Salah satu momen paling signifikan dalam rangkaian permintaan maaf tersebut terjadi pada 15 Juli 2024, ketika Jokowi meminta maaf atas ambisinya memindahan ibukota negara (IKN) ke Kalimantan Timur, yg ditandai dengan melakukan peringatan HUT RI ke-79 dengan anggaran yg luar biasa besar. Walaupun semua tahu ternyata kemudian rencana pemindahan ibukota tsb kemudian dianulir oleh dirinya pada bulan September.
Seperti hampir semua mafhum, proyek ambisius IKN telah menimbulkan berbagai reaksi keras di kalangan masyarakat, baik karena anggaran pembangunanya yang telah menguras banyak sekali dana APBN maupun mengenai berbagai dampak buruk dan rusaknya lingkungan hidup wilayah tersebut.

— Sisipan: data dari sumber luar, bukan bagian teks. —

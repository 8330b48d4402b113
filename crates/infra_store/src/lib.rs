//! Claim Store Infrastructure
//!
//! This crate owns the persisted claim collection. All access to the
//! underlying SQLite file goes through [`ClaimStore`]; no other part of the
//! system opens the file directly.
//!
//! # Connection Discipline
//!
//! Every operation opens a fresh connection, performs one unit of work, and
//! closes it before returning. There is no pooling, no long-lived handle, and
//! no in-memory cache; callers are expected to serialize operations.
//!
//! # Example
//!
//! ```rust,ignore
//! use infra_store::ClaimStore;
//!
//! let store = ClaimStore::new("claims.db");
//! store.initialize().await?;
//! let id = store.add_claim(&claim).await?;
//! ```

pub mod error;
pub mod store;

pub use error::StoreError;
pub use store::ClaimStore;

Tanggapan para petinggi partai politik yg tergabung dalam Koalisi Indonesia Maju (KIM), yang dipimpin oleh Presiden terpilih Prabowo Subianto, terhadap permintaan maaf Jokowi bervariasi. Namun hampir semuanya memaklumi. Beberapa Parpol mendukung sikap Jokowi, dan menilainya sebagai bentuk kerendahan hati.
Namun, ada juga petinggi partai di KIM yang skeptis. Ia berpendapat permintaan maaf tersebut tidak cukup tanpa langkah konkret untuk mengatasi masalah yang dikeluhkan masyarakat, seperti pemindahan ibukota dan kebijakan ekonomi yang dianggap merugikan.

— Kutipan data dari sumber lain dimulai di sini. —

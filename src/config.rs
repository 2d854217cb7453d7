// =============================================================================
// Pipeline Configuration — validated at construction, hot-reloadable
// =============================================================================
//
// Persistence follows the teacher's atomic tmp + rename pattern
// (`runtime_config.rs`): every field carries a serde default so a config
// file missing newer fields still loads. Unlike the teacher's config,
// `PipelineConfig` additionally validates itself at construction time —
// invalid configuration is a `ConfigError`, fatal before the pipeline ever
// starts (§7).
// =============================================================================

use std::collections::HashMap;
use std::path::Path;

use anyhow::{Context, Result};
use serde::{Deserialize, Serialize};
use tracing::info;

use crate::errors::ConfigError;
use crate::fusion::RiskParams;
use crate::kalman::{KalmanConfig, RegimeThresholds};
use crate::kalman::Regime;
use crate::timeframe::Timeframe;

fn default_timeframes() -> Vec<Timeframe> {
    vec![
        Timeframe::new("1m", 60_000),
        Timeframe::new("5m", 5 * 60_000),
        Timeframe::new("15m", 15 * 60_000),
    ]
}

fn default_ring_capacity() -> usize {
    500
}

fn default_velocity_ref() -> f64 {
    0.05
}

fn default_tf_ranks() -> HashMap<String, u32> {
    let mut m = HashMap::new();
    m.insert("1m".to_string(), 1);
    m.insert("5m".to_string(), 2);
    m.insert("15m".to_string(), 3);
    m.insert("30m".to_string(), 4);
    m.insert("1h".to_string(), 5);
    m
}

fn default_alpha_regime() -> HashMap<Regime, f64> {
    let mut m = HashMap::new();
    m.insert(Regime::Trending, 0.2);
    m.insert(Regime::Volatile, -0.2);
    m.insert(Regime::Stable, 0.0);
    m.insert(Regime::MeanReverting, 0.0);
    m
}

fn default_risk_by_regime() -> HashMap<Regime, RiskParams> {
    let mut m = HashMap::new();
    m.insert(
        Regime::Trending,
        RiskParams {
            r_pct: 0.005,
            multiple: 2.5,
        },
    );
    m.insert(
        Regime::Volatile,
        RiskParams {
            r_pct: 0.003,
            multiple: 2.5,
        },
    );
    m.insert(
        Regime::Stable,
        RiskParams {
            r_pct: 0.005,
            multiple: 2.5,
        },
    );
    m.insert(
        Regime::MeanReverting,
        RiskParams {
            r_pct: 0.004,
            multiple: 2.0,
        },
    );
    m
}

/// Fusion-specific tunables, mirrored from `fusion::FusionConfig` but kept
/// serde-friendly (no `HashMap<Regime, _>` keys at the JSON boundary — those
/// are built from the plain maps below at construction time).
#[derive(Debug, Clone, Serialize, Deserialize)]
pub struct FusionSettings {
    #[serde(default = "default_tf_ranks")]
    pub tf_ranks: HashMap<String, u32>,
    #[serde(default)]
    pub beta: f64,
    #[serde(default)]
    pub gamma: f64,
    #[serde(default = "default_n_ref")]
    pub n_ref: f64,
    #[serde(default = "default_tau_enter")]
    pub tau_enter: f64,
    #[serde(default = "default_mu_enter")]
    pub mu_enter: f64,
    #[serde(default = "default_global_risk_scalar")]
    pub global_risk_scalar: f64,
}

fn default_n_ref() -> f64 {
    5.0
}
fn default_tau_enter() -> f64 {
    0.35
}
fn default_mu_enter() -> f64 {
    0.15
}
fn default_global_risk_scalar() -> f64 {
    1.0
}

impl Default for FusionSettings {
    fn default() -> Self {
        Self {
            tf_ranks: default_tf_ranks(),
            beta: 0.1,
            gamma: 0.5,
            n_ref: default_n_ref(),
            tau_enter: default_tau_enter(),
            mu_enter: default_mu_enter(),
            global_risk_scalar: default_global_risk_scalar(),
        }
    }
}

/// Top-level pipeline configuration.
#[derive(Debug, Clone, Serialize, Deserialize)]
pub struct PipelineConfig {
    #[serde(default = "default_timeframes")]
    pub timeframes: Vec<Timeframe>,

    #[serde(default = "default_ring_capacity")]
    pub ring_capacity: usize,

    #[serde(default)]
    pub kalman: KalmanConfig,

    #[serde(default = "default_velocity_ref")]
    pub velocity_ref: f64,

    #[serde(default)]
    pub fusion: FusionSettings,

    #[serde(default = "default_alpha_regime")]
    pub alpha_regime: HashMap<Regime, f64>,

    #[serde(default = "default_risk_by_regime")]
    pub risk_by_regime: HashMap<Regime, RiskParams>,
}

impl Default for PipelineConfig {
    fn default() -> Self {
        Self {
            timeframes: default_timeframes(),
            ring_capacity: default_ring_capacity(),
            kalman: KalmanConfig::default(),
            velocity_ref: default_velocity_ref(),
            fusion: FusionSettings::default(),
            alpha_regime: default_alpha_regime(),
            risk_by_regime: default_risk_by_regime(),
        }
    }
}

impl PipelineConfig {
    /// Validate every invariant in §6/§7 and return a typed `ConfigError`
    /// on the first violation found.
    pub fn validate(&self) -> Result<(), ConfigError> {
        if self.timeframes.is_empty() {
            return Err(ConfigError::NoTimeframes);
        }

        let mut sorted: Vec<&Timeframe> = self.timeframes.iter().collect();
        sorted.sort_by_key(|tf| tf.duration_ms);
        let base = sorted[0];
        if base.duration_ms <= 0 {
            return Err(ConfigError::NonPositiveDuration {
                label: base.label.clone(),
            });
        }

        let mut seen = std::collections::HashSet::new();
        for tf in &self.timeframes {
            if tf.duration_ms <= 0 {
                return Err(ConfigError::NonPositiveDuration {
                    label: tf.label.clone(),
                });
            }
            if !seen.insert(tf.label.clone()) {
                return Err(ConfigError::DuplicateTimeframe {
                    label: tf.label.clone(),
                });
            }
            if tf.duration_ms % base.duration_ms != 0 {
                return Err(ConfigError::NotNestedMultiple {
                    base_label: base.label.clone(),
                    base_ms: base.duration_ms,
                    hi_label: tf.label.clone(),
                    hi_ms: tf.duration_ms,
                });
            }
            if self.ring_capacity == 0 {
                return Err(ConfigError::NonPositiveRingCapacity {
                    label: tf.label.clone(),
                    capacity: self.ring_capacity,
                });
            }
            if !self.fusion.tf_ranks.contains_key(&tf.label) {
                return Err(ConfigError::MissingTimeframeRank {
                    label: tf.label.clone(),
                });
            }
        }

        for (name, value) in [
            ("q0", self.kalman.q0),
            ("r", self.kalman.r),
            ("p_init", self.kalman.p_init),
        ] {
            if value <= 0.0 {
                return Err(ConfigError::NonPositiveKalmanParam { name, value });
            }
        }
        if self.kalman.scale_min > self.kalman.scale_max {
            return Err(ConfigError::InvalidScaleRange {
                scale_min: self.kalman.scale_min,
                scale_max: self.kalman.scale_max,
            });
        }

        for (name, value) in [
            ("tau_enter", self.fusion.tau_enter),
            ("mu_enter", self.fusion.mu_enter),
        ] {
            if !(0.0..=1.0).contains(&value) {
                return Err(ConfigError::FusionThresholdOutOfRange { name, value });
            }
        }

        for regime in [
            Regime::Trending,
            Regime::Volatile,
            Regime::Stable,
            Regime::MeanReverting,
        ] {
            if !self.risk_by_regime.contains_key(&regime) {
                return Err(ConfigError::MissingRiskParams {
                    regime: regime.to_string(),
                });
            }
        }

        Ok(())
    }

    pub fn regime_thresholds(&self) -> RegimeThresholds {
        self.kalman.regime_thresholds
    }

    /// Load and validate a configuration file.
    pub fn load(path: impl AsRef<Path>) -> Result<Self> {
        let path = path.as_ref();
        let content = std::fs::read_to_string(path)
            .with_context(|| format!("failed to read pipeline config from {}", path.display()))?;
        let config: Self = serde_json::from_str(&content)
            .with_context(|| format!("failed to parse pipeline config from {}", path.display()))?;
        config
            .validate()
            .with_context(|| format!("pipeline config at {} failed validation", path.display()))?;
        info!(path = %path.display(), timeframes = ?config.timeframes, "pipeline config loaded");
        Ok(config)
    }

    /// Persist using the atomic tmp + rename pattern.
    pub fn save(&self, path: impl AsRef<Path>) -> Result<()> {
        let path = path.as_ref();
        let content = serde_json::to_string_pretty(self).context("failed to serialise pipeline config")?;
        let tmp_path = path.with_extension("json.tmp");
        std::fs::write(&tmp_path, &content)
            .with_context(|| format!("failed to write tmp config to {}", tmp_path.display()))?;
        std::fs::rename(&tmp_path, path)
            .with_context(|| format!("failed to rename tmp config to {}", path.display()))?;
        info!(path = %path.display(), "pipeline config saved (atomic)");
        Ok(())
    }
}

// =============================================================================
// Tests
// =============================================================================
#[cfg(test)]
mod tests {
    use super::*;

    #[test]
    fn default_config_validates() {
        assert!(PipelineConfig::default().validate().is_ok());
    }

    #[test]
    fn rejects_non_nested_timeframes() {
        let mut cfg = PipelineConfig::default();
        cfg.timeframes = vec![Timeframe::new("1m", 60_000), Timeframe::new("7m", 7 * 60_000)];
        cfg.fusion.tf_ranks.insert("7m".to_string(), 2);
        match cfg.validate() {
            Err(ConfigError::NotNestedMultiple { .. }) => {}
            other => panic!("expected NotNestedMultiple, got {other:?}"),
        }
    }

    #[test]
    fn rejects_empty_timeframes() {
        let mut cfg = PipelineConfig::default();
        cfg.timeframes = vec![];
        assert!(matches!(cfg.validate(), Err(ConfigError::NoTimeframes)));
    }

    #[test]
    fn rejects_zero_ring_capacity() {
        let mut cfg = PipelineConfig::default();
        cfg.ring_capacity = 0;
        assert!(matches!(
            cfg.validate(),
            Err(ConfigError::NonPositiveRingCapacity { .. })
        ));
    }

    #[test]
    fn rejects_non_positive_kalman_param() {
        let mut cfg = PipelineConfig::default();
        cfg.kalman.q0 = 0.0;
        assert!(matches!(
            cfg.validate(),
            Err(ConfigError::NonPositiveKalmanParam { .. })
        ));
    }

    #[test]
    fn rejects_inverted_scale_range() {
        let mut cfg = PipelineConfig::default();
        cfg.kalman.scale_min = 5.0;
        cfg.kalman.scale_max = 1.0;
        assert!(matches!(cfg.validate(), Err(ConfigError::InvalidScaleRange { .. })));
    }

    #[test]
    fn rejects_missing_timeframe_rank() {
        let mut cfg = PipelineConfig::default();
        cfg.timeframes.push(Timeframe::new("2h", 2 * 60 * 60_000));
        assert!(matches!(
            cfg.validate(),
            Err(ConfigError::MissingTimeframeRank { .. })
        ));
    }

    #[test]
    fn rejects_missing_risk_params() {
        let mut cfg = PipelineConfig::default();
        cfg.risk_by_regime.remove(&Regime::Volatile);
        assert!(matches!(cfg.validate(), Err(ConfigError::MissingRiskParams { .. })));
    }

    #[test]
    fn deserialise_empty_json_uses_defaults() {
        let cfg: PipelineConfig = serde_json::from_str("{}").unwrap();
        assert!(cfg.validate().is_ok());
        assert_eq!(cfg.ring_capacity, 500);
    }

    #[test]
    fn roundtrip_serialisation() {
        let cfg = PipelineConfig::default();
        let json = serde_json::to_string(&cfg).unwrap();
        let cfg2: PipelineConfig = serde_json::from_str(&json).unwrap();
        assert_eq!(cfg.timeframes, cfg2.timeframes);
        assert_eq!(cfg.ring_capacity, cfg2.ring_capacity);
    }
}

Sebagian dari mereka melihat permintaan maaf itu sebagai strategi politik untuk mempertahankan citra Jokowi menjelang akhir masa jabatannya dan menjaga hubungan baik dengan pemerintahan mendatang yang dipimpin Prabowo.
Petinggi PDI-P, yang kini berseberangan secara politik dengan Jokowi, jelas mengkritik permintaan maaf ini dan menganggapnya terlambat. Hal itu karena Jokowi dianggap telah banyak membuat kebijakan yang menimbulkan polemik namun tidak ditindaklanjuti dengan solusi yang memadai.

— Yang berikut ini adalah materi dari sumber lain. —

// =============================================================================
// Central Application State
// =============================================================================
//
// The single source of truth for one instrument's pipeline. Mirrors the
// teacher's `AppState` shape (Arc-wrapped subsystem engines, an atomic
// version counter the dashboard polls, parking_lot locks around mutable
// collections) scaled down to what this engine actually owns: one
// `Pipeline`, one auxiliary `RiskGate`, a bounded error log, and a bounded
// recent-event log fed by the pipeline's own `EventBus`.
// =============================================================================

use std::sync::atomic::{AtomicU64, Ordering};
use std::sync::Arc;

use chrono::Utc;
use parking_lot::RwLock;
use serde::Serialize;

use crate::config::PipelineConfig;
use crate::decision::DecisionRecord;
use crate::errors::TickRejection;
use crate::events::{EventSink, PipelineEvent, RecentEventLog};
use crate::fusion::Position;
use crate::kalman::KalmanState;
use crate::pipeline::{Pipeline, ProcessOutcome};
use crate::risk::{CircuitBreakerInfo, RiskGate};

const MAX_RECENT_ERRORS: usize = 50;
const RECENT_EVENT_CAPACITY: usize = 200;

/// A recorded error event for the dashboard error log.
#[derive(Debug, Clone, Serialize)]
pub struct ErrorRecord {
    pub message: String,
    pub code: Option<String>,
    pub at: String,
}

/// Adapts a shared, lockable `RecentEventLog` into the pipeline's
/// `EventSink` callback so the dashboard can read events pushed by a
/// pipeline it does not otherwise have mutable access to.
struct SharedEventLog(Arc<RwLock<RecentEventLog>>);

impl EventSink for SharedEventLog {
    fn on_event(&mut self, event: &PipelineEvent) {
        self.0.write().push(event.clone());
    }
}

/// Tunable limits for the auxiliary risk gate, separate from
/// `PipelineConfig` since the gate is ambient enrichment, not a pipeline
/// invariant (§11).
#[derive(Debug, Clone, Copy)]
pub struct RiskLimits {
    pub starting_capital: f64,
    pub max_daily_loss_pct: f64,
    pub max_consecutive_losses: u32,
    pub max_drawdown_pct: f64,
    pub max_daily_trades: u32,
}

impl Default for RiskLimits {
    fn default() -> Self {
        Self {
            starting_capital: 10_000.0,
            max_daily_loss_pct: 0.03,
            max_consecutive_losses: 5,
            max_drawdown_pct: 0.08,
            max_daily_trades: 50,
        }
    }
}

/// Central application state shared across async tasks via `Arc<AppState>`.
pub struct AppState {
    pub state_version: AtomicU64,
    pub ws_sequence_number: AtomicU64,

    pub symbol: String,
    pub pipeline: RwLock<Pipeline>,
    pub risk_gate: Arc<RiskGate>,
    pub event_log: Arc<RwLock<RecentEventLog>>,
    pub recent_errors: RwLock<Vec<ErrorRecord>>,

    pub ws_user_connected: RwLock<bool>,
    pub last_ws_user_event: RwLock<std::time::Instant>,

    pub start_time: std::time::Instant,
}

impl AppState {
    pub fn new(symbol: impl Into<String>, config: PipelineConfig, risk_limits: RiskLimits) -> Result<Self, crate::errors::ConfigError> {
        let mut pipeline = Pipeline::new(config)?;
        let event_log = Arc::new(RwLock::new(RecentEventLog::new(RECENT_EVENT_CAPACITY)));
        pipeline.register_sink(Box::new(SharedEventLog(event_log.clone())));

        let risk_gate = Arc::new(RiskGate::new(
            risk_limits.starting_capital,
            risk_limits.max_daily_loss_pct,
            risk_limits.max_consecutive_losses,
            risk_limits.max_drawdown_pct,
            risk_limits.max_daily_trades,
        ));

        Ok(Self {
            state_version: AtomicU64::new(1),
            ws_sequence_number: AtomicU64::new(0),
            symbol: symbol.into(),
            pipeline: RwLock::new(pipeline),
            risk_gate,
            event_log,
            recent_errors: RwLock::new(Vec::new()),
            ws_user_connected: RwLock::new(false),
            last_ws_user_event: RwLock::new(std::time::Instant::now()),
            start_time: std::time::Instant::now(),
        })
    }

    pub fn increment_version(&self) -> u64 {
        self.state_version.fetch_add(1, Ordering::SeqCst)
    }

    pub fn current_state_version(&self) -> u64 {
        self.state_version.load(Ordering::SeqCst)
    }

    pub fn push_error(&self, msg: String) {
        self.push_error_with_code(msg, None);
    }

    pub fn push_error_with_code(&self, msg: String, code: Option<String>) {
        let record = ErrorRecord {
            message: msg,
            code,
            at: Utc::now().to_rfc3339(),
        };
        let mut errors = self.recent_errors.write();
        errors.push(record);
        while errors.len() > MAX_RECENT_ERRORS {
            errors.remove(0);
        }
        self.increment_version();
    }

    /// Run one tick through the pipeline and bump the version counter if
    /// anything observable happened.
    pub fn process_tick(&self, ts: i64, price: f64, volume: f64) -> ProcessOutcome {
        let outcome = self.pipeline.write().process_tick(ts, price, volume);
        if let Some(rejection) = outcome.rejected {
            self.push_error_with_code("tick rejected".to_string(), Some(rejection_code(rejection)));
        }
        if !outcome.events.is_empty() {
            self.increment_version();
        }
        outcome
    }

    /// Whether the auxiliary risk gate currently permits a new entry. The
    /// caller (the order-submission loop) is responsible for honouring this
    /// before forwarding a `Trigger` to an `OrderSink` — the pipeline itself
    /// never consults this.
    pub fn check_entry_permission(&self) -> (bool, Option<String>) {
        self.risk_gate.can_enter()
    }

    pub fn record_trade_result(&self, pnl: f64) {
        self.risk_gate.record_trade_result(pnl);
        self.increment_version();
    }

    pub fn build_snapshot(&self) -> StateSnapshot {
        let now = Utc::now();
        let version = self.current_state_version();
        let pipeline = self.pipeline.read();
        let risk_state = self.risk_gate.get_state();

        let kalman_regimes = pipeline
            .kalman_states()
            .into_iter()
            .map(|(label, state)| (label, RegimeSnapshot::from(state)))
            .collect();

        StateSnapshot {
            symbol: self.symbol.clone(),
            state_version: version,
            server_time: now.timestamp_millis(),
            position: format!("{:?}", pipeline.position()),
            recent_decisions: pipeline.recent_decisions().to_vec(),
            risk: RiskSnapshot {
                risk_mode: risk_state.risk_mode,
                daily_pnl: risk_state.daily_pnl,
                consecutive_losses: risk_state.consecutive_losses,
                circuit_breakers: risk_state.circuit_breakers,
            },
            kalman_regimes,
            recent_errors: self.recent_errors.read().clone(),
            recent_events: self.event_log.read().recent().cloned().collect(),
            uptime_seconds: self.start_time.elapsed().as_secs(),
        }
    }
}

fn rejection_code(rejection: TickRejection) -> String {
    match rejection {
        TickRejection::NonFinite => "non_finite".to_string(),
        TickRejection::NonPositivePrice => "non_positive_price".to_string(),
        TickRejection::NegativeVolume => "negative_volume".to_string(),
        TickRejection::OutOfOrder => "out_of_order".to_string(),
    }
}

// =============================================================================
// Serialisable snapshot types
// =============================================================================

#[derive(Debug, Clone, Serialize)]
pub struct RegimeSnapshot {
    pub regime: String,
    pub velocity: f64,
    pub confidence: f64,
    pub scale: f64,
}

impl From<KalmanState> for RegimeSnapshot {
    fn from(state: KalmanState) -> Self {
        Self {
            regime: state.regime.to_string(),
            velocity: state.velocity,
            confidence: state.confidence,
            scale: state.scale,
        }
    }
}

#[derive(Debug, Clone, Serialize)]
pub struct RiskSnapshot {
    pub risk_mode: String,
    pub daily_pnl: f64,
    pub consecutive_losses: u32,
    pub circuit_breakers: Vec<CircuitBreakerInfo>,
}

#[derive(Debug, Clone, Serialize)]
pub struct StateSnapshot {
    pub symbol: String,
    pub state_version: u64,
    pub server_time: i64,
    pub position: String,
    pub recent_decisions: Vec<DecisionRecord>,
    pub risk: RiskSnapshot,
    pub kalman_regimes: std::collections::HashMap<String, RegimeSnapshot>,
    pub recent_errors: Vec<ErrorRecord>,
    pub recent_events: Vec<PipelineEvent>,
    pub uptime_seconds: u64,
}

Sejumlah akademisi dan pengamat politik banyak yg juga memberikan tanggapan. Beberapa pengamat menilai permintaan maaf ini sebagai indikasi kesadaran politik Jokowi akan janji-janji yang belum sepenuhnya dipenuhi.
Meskipun dianggap simbolis, permintaan maaf konon mencerminkan upaya Jokowi untuk menjaga citra kepemimpinannya dan mempertahankan hubungan baik dengan rakyat, terutama di tengah kritik terhadap berbagai kebijakan kontroversialnya.
Sedangkan para ahli komunikasi politik menilai permintaan maaf Jokowi sebagai bagian dari strategi komunikasi untuk meredakan kritik di akhir masa jabatan, tanpa menunjukkan komitmen nyata untuk memperbaiki kebijakan yang dianggap bermasalah.